Limiter l’emprise scolaire sur les destins

Mis à jour le 13.05.19

min de lecture

David Guilbaud, haut fonctionnaire, vient de publier L’Illusion méritocratique aux éditions Odile Jacob.

 David Guilbaud montre dans son dernier ouvrage qu'en dépit des dispositifs « d’égalité des chances » tout concourt à maintenir un statu quo inégalitaire dans le parcours scolaire.

Qu’entendez-vous par illusion méritocratique ?

David Guilbaud : Ça désigne le décalage entre la réalité inégalitaire du système scolaire et les discours qui le décrivent comme un jeu dont tous les participants peuvent sortir gagnants s’ils s’en donnent les moyens. Or on sait bien que statistiquement, les enfants issus de catégories défavorisées sortent perdants de ce jeu méritocratique. La méritocratie reste surtout un mode scolaire de reproduction sociale, et il faut montrer les effets pervers de cette mauvaise utilisation du terme de mérite. C’est d’autant plus important que notre société donne trop de place aux parcours scolaires dans les destins individuels, ce qui alimente une compétition scolaire dans laquelle les enfants issus des milieux aisés sont mieux armés. Autre effet pervers, ce discours renvoie à chaque individu la responsabilité de son destin social : s’il échoue, c’est parce qu’il n’a pas fait assez d’efforts ou, pire, qu’il manque de « talent ». La méritocratie est ainsi une illusion, qui sert à « blanchir » les avantages des catégories sociales dominantes et alimente la frustration des perdants du jeu qui sentent bien que les dés étaient pipés.

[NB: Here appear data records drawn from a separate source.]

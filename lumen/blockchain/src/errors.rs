use thiserror::Error;

#[derive(Error, Debug)]
pub enum ContractDefError {
	#[error("ABI parsing error: `{0}`")]
	Abi(#[from] ethabi::Error),
	#[error("Event `{0}` is not part of the contract definitions")]
	EventNotFound(String),
}

#[derive(Error, Debug)]
pub enum SyncError {
	#[error("Ledger RPC error: `{0}`")]
	Rpc(#[from] web3::Error),
	#[error("Ledger RPC call timed out")]
	Timeout,
	#[error("State change channel closed")]
	ChannelClosed,
}
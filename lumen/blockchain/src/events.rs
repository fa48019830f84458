#![warn(clippy::missing_docs_in_private_items)]

use std::collections::HashMap;

use lumen_primitives::{
	constants::FORK_CONFIRM_NUMBER,
	types::{
		Address,
		TransactionHash,
		H256,
		U64,
	},
};
use lumen_state_machine::types::{
	Block,
	StateChange,
};
use tracing::warn;
use web3::types::Log;

use crate::contracts::{
	ContractRegistry,
	EVENT_CHANNEL_NEW_DEPOSIT,
	EVENT_CHANNEL_OPENED_AND_DEPOSIT,
	EVENT_CHANNEL_WITHDRAW,
	EVENT_SECRET_REVEALED,
};

/// Contains information about an event triggered on the ledger.
#[derive(Clone, Debug)]
pub struct DecodedEvent {
	pub name: String,
	pub address: Address,
	pub block_number: U64,
	pub transaction_hash: TransactionHash,
	pub transaction_index: U64,
	pub log_index: U64,
	pub data: HashMap<String, ethabi::Token>,
}

impl DecodedEvent {
	/// Decodes a log against the contract registry.
	///
	/// Returns None if the log's first topic does not match any known
	/// event.
	pub fn decode(registry: &ContractRegistry, log: &Log) -> Option<DecodedEvent> {
		let topic = log.topics.first()?;
		let name = registry.event_name(topic)?.to_owned();
		let event = registry.event(&name).ok()?;

		let parsed = event
			.parse_log(ethabi::RawLog { topics: log.topics.clone(), data: log.data.0.clone() })
			.ok()?;
		let data = parsed
			.params
			.into_iter()
			.map(|param| (param.name, param.value))
			.collect();

		Some(DecodedEvent {
			name,
			address: log.address,
			block_number: log.block_number?,
			transaction_hash: log.transaction_hash?,
			transaction_index: log.transaction_index?,
			log_index: log.log_index?.as_u64().into(),
			data,
		})
	}

	/// Identity used to deduplicate redelivered logs.
	pub fn event_id(&self) -> EventId {
		(self.transaction_hash, self.log_index.as_u64())
	}
}

/// `(tx_hash, log_index)` identifies one log across redeliveries.
pub type EventId = (H256, u64);

/// Sliding window of already processed logs. The window spans twice the
/// fork confirmation depth, matching the re-query overlap of the poll
/// loop.
#[derive(Default, Debug)]
pub struct DedupeCache {
	done: HashMap<EventId, u64>,
}

impl DedupeCache {
	pub fn new() -> Self {
		Self::default()
	}

	/// Record the event; returns false for a true duplicate. A duplicate
	/// whose block moved is let through with a warning, the log was
	/// reorganized.
	pub fn check_and_insert(&mut self, event: &DecodedEvent) -> bool {
		let block_number = event.block_number.as_u64();
		if let Some(done_block) = self.done.get(&event.event_id()) {
			if *done_block == block_number {
				return false
			}
			warn!(
				tx = %event.transaction_hash,
				previous_block = done_block,
				block = block_number,
				"event delivered again from a different block, possible reorg",
			);
		}
		self.done.insert(event.event_id(), block_number);
		true
	}

	/// Drop entries older than the query window.
	pub fn prune(&mut self, before_block: u64) {
		self.done.retain(|_, block_number| *block_number > before_block);
	}
}

/// Deposit-like events and secret registrations only count once they are
/// buried under the confirmation depth.
pub fn needs_confirmation(event_name: &str) -> bool {
	matches!(
		event_name,
		EVENT_CHANNEL_OPENED_AND_DEPOSIT |
			EVENT_CHANNEL_NEW_DEPOSIT |
			EVENT_CHANNEL_WITHDRAW |
			EVENT_SECRET_REVEALED
	)
}

/// True when the log is still too close to the tip to be trusted.
pub fn within_confirmation_window(event_block: U64, latest_block: U64) -> bool {
	latest_block.as_u64().saturating_sub(event_block.as_u64()) < FORK_CONFIRM_NUMBER
}

/// A state change paired with its on-chain position, used for ordering.
#[derive(Clone, Debug)]
pub struct OrderedStateChange {
	pub block_number: U64,
	pub transaction_index: U64,
	pub log_index: U64,
	pub state_change: StateChange,
}

/// Order state changes by `(block, tx index, log index)` and interleave a
/// `Block` state change at every block boundary, finishing with the latest
/// block.
pub fn sequence_state_changes(
	mut ordered: Vec<OrderedStateChange>,
	latest_block: U64,
) -> Vec<StateChange> {
	ordered.sort_by_key(|entry| {
		(entry.block_number, entry.transaction_index, entry.log_index)
	});

	let mut result: Vec<StateChange> = vec![];
	let mut last_block_sent = U64::zero();
	for entry in ordered {
		if entry.block_number != last_block_sent {
			last_block_sent = entry.block_number;
			result.push(Block { block_number: entry.block_number }.into());
		}
		result.push(entry.state_change);
	}
	if last_block_sent != latest_block {
		result.push(Block { block_number: latest_block }.into());
	}
	result
}

#[cfg(test)]
mod tests {
	use std::collections::HashMap;

	use lumen_primitives::types::{
		Address,
		H256,
		U64,
	};
	use lumen_state_machine::types::{
		ContractReceiveChannelSettled,
		StateChange,
	};

	use super::{
		needs_confirmation,
		sequence_state_changes,
		within_confirmation_window,
		DecodedEvent,
		DedupeCache,
		OrderedStateChange,
	};
	use crate::contracts::{
		EVENT_CHANNEL_CLOSED,
		EVENT_CHANNEL_NEW_DEPOSIT,
		EVENT_SECRET_REVEALED,
	};

	fn make_event(tx_seed: u8, log_index: u64, block_number: u64) -> DecodedEvent {
		DecodedEvent {
			name: EVENT_CHANNEL_CLOSED.to_owned(),
			address: Address::zero(),
			block_number: U64::from(block_number),
			transaction_hash: H256::repeat_byte(tx_seed),
			transaction_index: U64::zero(),
			log_index: U64::from(log_index),
			data: HashMap::new(),
		}
	}

	fn make_entry(
		block_number: u64,
		transaction_index: u64,
		log_index: u64,
	) -> OrderedStateChange {
		OrderedStateChange {
			block_number: U64::from(block_number),
			transaction_index: U64::from(transaction_index),
			log_index: U64::from(log_index),
			state_change: ContractReceiveChannelSettled {
				channel_identifier: H256::repeat_byte(log_index as u8),
				block_number: U64::from(block_number),
			}
			.into(),
		}
	}

	#[test]
	fn test_sequencing_orders_and_inserts_blocks() {
		let entries =
			vec![make_entry(12, 0, 1), make_entry(11, 1, 0), make_entry(11, 0, 2)];
		let sequenced = sequence_state_changes(entries, U64::from(15));

		let shape: Vec<&str> = sequenced.iter().map(|sc| sc.type_name()).collect();
		assert_eq!(
			shape,
			vec![
				"Block",
				"ContractReceiveChannelSettled",
				"ContractReceiveChannelSettled",
				"Block",
				"ContractReceiveChannelSettled",
				"Block",
			]
		);

		// Blocks advance 11 -> 12 -> 15 and events stay sorted by
		// (block, tx index, log index).
		let blocks: Vec<u64> = sequenced
			.iter()
			.filter_map(|sc| match sc {
				StateChange::Block(block) => Some(block.block_number.as_u64()),
				_ => None,
			})
			.collect();
		assert_eq!(blocks, vec![11, 12, 15]);
	}

	#[test]
	fn test_sequencing_without_events_emits_latest_block() {
		let sequenced = sequence_state_changes(vec![], U64::from(42));
		assert_eq!(sequenced.len(), 1);
		assert!(
			matches!(&sequenced[0], StateChange::Block(block) if block.block_number == U64::from(42))
		);
	}

	#[test]
	fn test_dedupe_skips_true_duplicates() {
		let mut cache = DedupeCache::new();
		let event = make_event(1, 0, 100);

		assert!(cache.check_and_insert(&event));
		assert!(!cache.check_and_insert(&event));

		// Same id at a different block is a reorg, let it through.
		let moved = make_event(1, 0, 101);
		assert!(cache.check_and_insert(&moved));
	}

	#[test]
	fn test_dedupe_prune_drops_old_entries() {
		let mut cache = DedupeCache::new();
		let old = make_event(1, 0, 50);
		let fresh = make_event(2, 0, 100);
		assert!(cache.check_and_insert(&old));
		assert!(cache.check_and_insert(&fresh));

		cache.prune(60);

		// The pruned event is processable again, the fresh one is not.
		assert!(cache.check_and_insert(&old));
		assert!(!cache.check_and_insert(&fresh));
	}

	#[test]
	fn test_confirmation_gating() {
		assert!(needs_confirmation(EVENT_CHANNEL_NEW_DEPOSIT));
		assert!(needs_confirmation(EVENT_SECRET_REVEALED));
		assert!(!needs_confirmation(EVENT_CHANNEL_CLOSED));

		assert!(within_confirmation_window(U64::from(100), U64::from(110)));
		assert!(!within_confirmation_window(U64::from(100), U64::from(117)));
	}
}
#![warn(clippy::missing_docs_in_private_items)]

use std::future::Future;

use lumen_primitives::types::{
	TransactionHash,
	U64,
};
use lumen_state_machine::types::{
	ContractCallTxResult,
	ContractSendEvent,
	StateChange,
	TransactionResult,
};
use tokio::sync::mpsc;
use tracing::warn;

/// Submits `ContractSend*` events to the ledger on short-lived tasks and
/// reports each terminal result back into the dispatcher as a
/// `ContractCallTxResult` state change. This keeps the dispatcher the
/// single writer: workers never touch state directly.
pub struct TxWatcher<F> {
	submitter: F,
	state_change_tx: mpsc::Sender<StateChange>,
}

impl<F, Fut> TxWatcher<F>
where
	F: Fn(ContractSendEvent) -> Fut + Clone + Send + Sync + 'static,
	Fut: Future<Output = Result<TransactionHash, String>> + Send,
{
	pub fn new(submitter: F, state_change_tx: mpsc::Sender<StateChange>) -> Self {
		Self { submitter, state_change_tx }
	}

	/// Dispatch one on-chain call. Returns immediately; the result arrives
	/// later as a state change.
	pub fn submit(&self, event: ContractSendEvent, block_number: U64) {
		let submitter = self.submitter.clone();
		let state_change_tx = self.state_change_tx.clone();
		let description = description_of(&event);

		tokio::spawn(async move {
			let (result, transaction_hash, error) = match submitter(event).await {
				Ok(transaction_hash) =>
					(TransactionResult::Success, Some(transaction_hash), None),
				Err(e) => (TransactionResult::Failure, None, Some(e)),
			};

			let outcome = ContractCallTxResult {
				description,
				transaction_hash,
				result,
				error,
				block_number,
			};
			if state_change_tx.send(outcome.into()).await.is_err() {
				warn!("dispatcher gone before the transaction result was reported");
			}
		});
	}
}

/// Human-readable label stored with the pending-TX record.
fn description_of(event: &ContractSendEvent) -> String {
	match event {
		ContractSendEvent::ContractSendChannelClose(_) => "channel close".to_owned(),
		ContractSendEvent::ContractSendChannelUpdateTransfer(_) =>
			"balance proof update".to_owned(),
		ContractSendEvent::ContractSendChannelUnlock(_) => "lock unlock".to_owned(),
		ContractSendEvent::ContractSendRegisterSecret(_) => "secret registration".to_owned(),
		ContractSendEvent::ContractSendChannelWithdraw(_) => "channel withdraw".to_owned(),
		ContractSendEvent::ContractSendChannelCooperativeSettle(_) =>
			"cooperative settle".to_owned(),
		ContractSendEvent::ContractSendChannelSettle(_) => "channel settle".to_owned(),
	}
}
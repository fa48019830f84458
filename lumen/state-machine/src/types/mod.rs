mod event;
mod state;
mod state_change;

use rand_chacha::{
	rand_core::{
		RngCore,
		SeedableRng,
	},
	ChaChaRng,
};
use serde::{
	Deserialize,
	Serialize,
};

pub use self::{
	event::*,
	state::*,
	state_change::*,
};

/// Deterministic generator for message identifiers. Seeded so replaying a
/// snapshot reproduces the exact same identifiers.
#[derive(Clone, Debug, Serialize, Deserialize, Eq, PartialEq)]
pub struct Random(ChaChaRng);

impl Random {
	pub fn new() -> Self {
		Self(ChaChaRng::seed_from_u64(0))
	}

	pub fn next(&mut self) -> u64 {
		self.0.next_u64()
	}
}

impl Default for Random {
	fn default() -> Self {
		Self::new()
	}
}

/// Terminal outcome of a tracked on-chain transaction.
#[derive(Serialize, Deserialize, Copy, Clone, Debug, Eq, PartialEq)]
pub enum TransactionResult {
	Success,
	Failure,
}
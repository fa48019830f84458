use lumen_primitives::{
	constants::{
		DEFAULT_REVEAL_TIMEOUT,
		FORK_CONFIRM_NUMBER,
	},
	hashing::payment_task_key,
	types::{
		CanonicalIdentifier,
		TokenAmount,
		U64,
	},
};

use super::factories::{
	channel_id,
	make_channel,
	make_chain_state,
	make_route,
	make_secret,
	Keyring,
	TOKEN,
};
use crate::{
	machine::chain,
	types::{
		ActionCancelTransfer,
		ActionInitInitiator,
		Block,
		ChainState,
		Event,
		HashTimeLockState,
		ReceiveAnnounceDisposed,
		ReceiveSecretRequest,
		ReceiveSecretReveal,
		TransferDescription,
	},
	views,
};

fn init_payment(routes_hops: Vec<Keyring>) -> (ChainState, Vec<Event>, TransferDescription) {
	let channels: Vec<_> = routes_hops
		.iter()
		.map(|hop| make_channel(Keyring::Alice, *hop, 100, 0))
		.collect();
	let routes = channels
		.iter()
		.zip(routes_hops.iter())
		.map(|(channel_state, hop)| make_route(*hop, channel_state))
		.collect();
	let chain_state = make_chain_state(Keyring::Alice, channels);

	let (secret, secrethash) = make_secret(7);
	let transfer = TransferDescription {
		token_address: TOKEN,
		amount: TokenAmount::from(50),
		fee: TokenAmount::zero(),
		initiator: Keyring::Alice.address(),
		target: Keyring::Charlie.address(),
		secret,
		secrethash,
		expiration: None,
	};

	let transition = chain::state_transition(
		chain_state,
		ActionInitInitiator { transfer: transfer.clone(), routes }.into(),
	)
	.expect("Init should succeed");
	(transition.new_state, transition.events, transfer)
}

#[test]
fn test_init_sends_mediated_transfer() {
	let (chain_state, events, transfer) = init_payment(vec![Keyring::Bob]);

	assert_eq!(events.len(), 1);
	let mediated = match &events[0] {
		Event::SendMediatedTransfer(inner) => inner,
		other => panic!("Expected SendMediatedTransfer, got {}", other.type_name()),
	};
	assert_eq!(mediated.inner.recipient, Keyring::Bob.address());
	assert_eq!(mediated.transfer.amount, TokenAmount::from(50));
	assert_eq!(mediated.transfer.target, Keyring::Charlie.address());
	// block + settle_timeout - reveal_timeout
	assert_eq!(
		mediated.transfer.expiration,
		U64::from(10 + 600 - DEFAULT_REVEAL_TIMEOUT)
	);
	assert_eq!(mediated.balance_proof.nonce, 1);

	let key = payment_task_key(transfer.secrethash, TOKEN);
	assert!(chain_state.payment_mapping.contains_key(&key));

	let channel_state = views::get_channel_by_token_and_partner(
		&chain_state,
		TOKEN,
		Keyring::Bob.address(),
	)
	.expect("Channel exists");
	assert!(channel_state.our_state.pending_locks.contains_key(&transfer.secrethash));
}

#[test]
fn test_init_without_usable_route_fails() {
	let chain_state = make_chain_state(Keyring::Alice, vec![]);
	let (secret, secrethash) = make_secret(7);
	let transition = chain::state_transition(
		chain_state,
		ActionInitInitiator {
			transfer: TransferDescription {
				token_address: TOKEN,
				amount: TokenAmount::from(50),
				fee: TokenAmount::zero(),
				initiator: Keyring::Alice.address(),
				target: Keyring::Charlie.address(),
				secret,
				secrethash,
				expiration: None,
			},
			routes: vec![],
		}
		.into(),
	)
	.expect("Init should not error");

	assert!(transition
		.events
		.iter()
		.any(|event| matches!(event, Event::TransferSentFailed(_))));
	assert!(transition
		.events
		.iter()
		.any(|event| matches!(event, Event::RemoveStateManager(_))));
	assert!(transition.new_state.payment_mapping.is_empty());
}

#[test]
fn test_valid_secret_request_reveals_secret() {
	let (chain_state, _, transfer) = init_payment(vec![Keyring::Bob]);

	let transition = chain::state_transition(
		chain_state,
		ReceiveSecretRequest {
			sender: Keyring::Charlie.address(),
			secrethash: transfer.secrethash,
			amount: TokenAmount::from(50),
		}
		.into(),
	)
	.expect("Should transition");

	let reveal = match &transition.events[0] {
		Event::SendSecretReveal(inner) => inner,
		other => panic!("Expected SendSecretReveal, got {}", other.type_name()),
	};
	assert_eq!(reveal.inner.recipient, Keyring::Charlie.address());
	assert_eq!(reveal.secret, transfer.secret);
}

#[test]
fn test_mismatched_secret_request_is_rejected() {
	let (chain_state, _, transfer) = init_payment(vec![Keyring::Bob]);

	let transition = chain::state_transition(
		chain_state,
		ReceiveSecretRequest {
			sender: Keyring::Charlie.address(),
			secrethash: transfer.secrethash,
			amount: TokenAmount::from(49),
		}
		.into(),
	)
	.expect("Should transition");

	assert!(transition
		.events
		.iter()
		.all(|event| !matches!(event, Event::SendSecretReveal(_))));
	assert!(transition
		.events
		.iter()
		.any(|event| matches!(event, Event::InvalidReceivedMessage(_))));

	// A later valid request is ignored too, only the first one counts.
	let transition = chain::state_transition(
		transition.new_state,
		ReceiveSecretRequest {
			sender: Keyring::Charlie.address(),
			secrethash: transfer.secrethash,
			amount: TokenAmount::from(50),
		}
		.into(),
	)
	.expect("Should transition");
	assert!(transition.events.is_empty());
}

#[test]
fn test_secret_reveal_from_hop_completes_payment() {
	let (chain_state, _, transfer) = init_payment(vec![Keyring::Bob]);

	let transition = chain::state_transition(
		chain_state,
		ReceiveSecretReveal {
			sender: Keyring::Bob.address(),
			secret: transfer.secret,
			secrethash: transfer.secrethash,
		}
		.into(),
	)
	.expect("Should transition");

	let balance_proof = transition
		.events
		.iter()
		.find_map(|event| match event {
			Event::SendBalanceProof(inner) => Some(inner),
			_ => None,
		})
		.expect("A balance proof must be sent");
	assert_eq!(balance_proof.inner.recipient, Keyring::Bob.address());
	assert_eq!(
		balance_proof.balance_proof.transferred_amount,
		TokenAmount::from(50)
	);
	assert!(transition
		.events
		.iter()
		.any(|event| matches!(event, Event::TransferSentSuccess(_))));
	assert!(transition
		.events
		.iter()
		.any(|event| matches!(event, Event::UnlockSuccess(_))));
	assert!(transition
		.events
		.iter()
		.any(|event| matches!(event, Event::RemoveStateManager(_))));
	assert!(transition.new_state.payment_mapping.is_empty());

	let channel_state = views::get_channel_by_token_and_partner(
		&transition.new_state,
		TOKEN,
		Keyring::Bob.address(),
	)
	.expect("Channel exists");
	assert!(channel_state.our_state.lock_tree.is_empty());
	assert_eq!(channel_state.our_state.transferred_amount(), TokenAmount::from(50));
}

#[test]
fn test_reveal_from_wrong_sender_is_ignored() {
	let (chain_state, _, transfer) = init_payment(vec![Keyring::Bob]);

	let transition = chain::state_transition(
		chain_state,
		ReceiveSecretReveal {
			sender: Keyring::Eve.address(),
			secret: transfer.secret,
			secrethash: transfer.secrethash,
		}
		.into(),
	)
	.expect("Should transition");

	assert!(transition.events.is_empty());
	assert!(!transition.new_state.payment_mapping.is_empty());
}

#[test]
fn test_lock_expiry_fails_payment_exactly_once() {
	let (chain_state, events, _) = init_payment(vec![Keyring::Bob]);
	let expiration = match &events[0] {
		Event::SendMediatedTransfer(inner) => inner.transfer.expiration,
		other => panic!("Expected SendMediatedTransfer, got {}", other.type_name()),
	};

	let expiry_block = expiration + FORK_CONFIRM_NUMBER + 1;
	let transition =
		chain::state_transition(chain_state, Block { block_number: expiry_block }.into())
			.expect("Should transition");

	assert!(transition
		.events
		.iter()
		.any(|event| matches!(event, Event::SendRemoveExpiredLock(_))));
	assert!(transition
		.events
		.iter()
		.any(|event| matches!(event, Event::UnlockFailed(_))));
	assert!(transition
		.events
		.iter()
		.any(|event| matches!(event, Event::TransferSentFailed(_))));
	assert!(transition
		.events
		.iter()
		.any(|event| matches!(event, Event::RemoveStateManager(_))));
	assert!(transition.new_state.payment_mapping.is_empty());

	// The next block produces nothing, the manager is gone.
	let transition = chain::state_transition(
		transition.new_state,
		Block { block_number: expiry_block + 1 }.into(),
	)
	.expect("Should transition");
	assert!(transition.events.is_empty());
}

#[test]
fn test_cancel_transfer_keeps_state_alive() {
	let (chain_state, _, transfer) = init_payment(vec![Keyring::Bob]);

	let transition = chain::state_transition(
		chain_state,
		ActionCancelTransfer { secrethash: transfer.secrethash, token_address: TOKEN }.into(),
	)
	.expect("Cancel before reveal must succeed");

	assert!(transition
		.events
		.iter()
		.any(|event| matches!(event, Event::TransferSentFailed(_))));
	// The manager survives so the expired lock can be removed later.
	assert!(!transition.new_state.payment_mapping.is_empty());

	// After cancellation the secret is never revealed.
	let transition = chain::state_transition(
		transition.new_state,
		ReceiveSecretRequest {
			sender: Keyring::Charlie.address(),
			secrethash: transfer.secrethash,
			amount: TokenAmount::from(50),
		}
		.into(),
	)
	.expect("Should transition");
	assert!(transition
		.events
		.iter()
		.all(|event| !matches!(event, Event::SendSecretReveal(_))));
}

#[test]
fn test_refusal_retries_over_next_route() {
	let (chain_state, events, transfer) = init_payment(vec![Keyring::Bob, Keyring::Eve]);
	let expiration = match &events[0] {
		Event::SendMediatedTransfer(inner) => inner.transfer.expiration,
		other => panic!("Expected SendMediatedTransfer, got {}", other.type_name()),
	};
	let bob_channel_identifier = channel_id(
		views::get_channel_by_token_and_partner(&chain_state, TOKEN, Keyring::Bob.address())
			.expect("Channel exists"),
	);

	let transition = chain::state_transition(
		chain_state,
		ReceiveAnnounceDisposed {
			canonical_identifier: CanonicalIdentifier::new(bob_channel_identifier, U64::from(1)),
			sender: Keyring::Bob.address(),
			lock: HashTimeLockState::new(TokenAmount::from(50), expiration, transfer.secrethash),
			error_code: 1,
			error_msg: "no route".to_owned(),
		}
		.into(),
	)
	.expect("Should transition");

	assert!(transition
		.events
		.iter()
		.any(|event| matches!(event, Event::SendAnnounceDisposedResponse(_))));
	let retried = transition
		.events
		.iter()
		.find_map(|event| match event {
			Event::SendMediatedTransfer(inner) => Some(inner),
			_ => None,
		})
		.expect("The payment must be retried");
	assert_eq!(retried.inner.recipient, Keyring::Eve.address());

	// The refused lock left the old channel's tree.
	let bob_channel = views::get_channel(&transition.new_state, bob_channel_identifier)
		.expect("Channel exists");
	assert!(bob_channel.our_state.lock_tree.is_empty());
}
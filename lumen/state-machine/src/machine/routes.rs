#![warn(clippy::missing_docs_in_private_items)]

use lumen_primitives::types::{
	FeeAmount,
	TokenAmount,
	U64,
};
use tracing::debug;

use crate::{
	types::{
		ChainState,
		RouteState,
		RoutesState,
	},
	views,
};

/// True if the route's channel is currently usable for a new transfer of
/// `amount`.
fn channel_usable(chain_state: &ChainState, route: &RouteState, amount: TokenAmount) -> bool {
	match views::get_channel(chain_state, route.channel_identifier) {
		Some(channel) => channel.can_transfer() && channel.distributable() >= amount,
		None => false,
	}
}

/// Pop the best usable route for a payment this node initiates. Routes that
/// cannot carry the amount are pushed to the ignored list.
pub fn next_route_initiator(
	chain_state: &ChainState,
	routes: &mut RoutesState,
	amount: TokenAmount,
) -> Option<RouteState> {
	while !routes.available_routes.is_empty() {
		let route = routes.available_routes.remove(0);
		if route.available_balance < amount || !channel_usable(chain_state, &route, amount) {
			debug!(hop = %route.hop_node, "skipping route, channel not usable");
			routes.ignored_routes.push(route);
			continue
		}
		return Some(route)
	}
	None
}

/// Pop the best usable route for a mediated hop.
///
/// On top of the initiator checks, a mediator refuses routes whose lock
/// timeout collapsed, whose fee is not covered by the remaining fee budget,
/// or that lead straight back to the payer hop.
pub fn next_route_mediator(
	chain_state: &ChainState,
	routes: &mut RoutesState,
	payer_route: &RouteState,
	timeout_blocks: U64,
	transfer_amount: TokenAmount,
	fee_budget: FeeAmount,
) -> Option<RouteState> {
	while !routes.available_routes.is_empty() {
		let route = routes.available_routes.remove(0);

		let lock_timeout_valid = timeout_blocks > route.reveal_timeout;
		let fee_covered = route.fee <= fee_budget;
		let backtracks = route.hop_node == payer_route.hop_node;

		if !lock_timeout_valid || !fee_covered || backtracks ||
			route.available_balance < transfer_amount ||
			!channel_usable(chain_state, &route, transfer_amount)
		{
			debug!(hop = %route.hop_node, "skipping mediation route");
			routes.ignored_routes.push(route);
			continue
		}
		return Some(route)
	}
	None
}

Quelle est la part de l’école ?

D.G. : Elle tente dans la mesure du possible de combler les inégalités d’origine, avec d’ailleurs des exemples de réussite. Mais elle valide aussi souvent, à travers des conseils d’orientation, les destins sociaux « objectifs » auxquels les individus étaient promis au regard de leur origine sociale. Cela se fait avec de bonnes intentions : on ne veut pas envoyer l’élève au casse-pipe, et on l’oriente vers des filières qui statistiquement correspondent mieux à son profil socio-économique. L’importance du rôle de l’école fait partie du problème : dans notre société, c’est quasiment exclusivement à elle que revient la tâche de combler les inégalités. Elle n’y parvient pas, et elle ne le peut probablement pas. L’objectif de réduire les inégalités ne peut reposer sur une seule institution. Il faudrait plutôt limiter l’emprise scolaire sur les destins des individus : aujourd’hui, les dés sont souvent jetés à 20 ou 30 ans. Au contraire, il faudrait développer davantage de voies ultérieures par la formation continue, des possibilités de changements d’orientation et de métiers.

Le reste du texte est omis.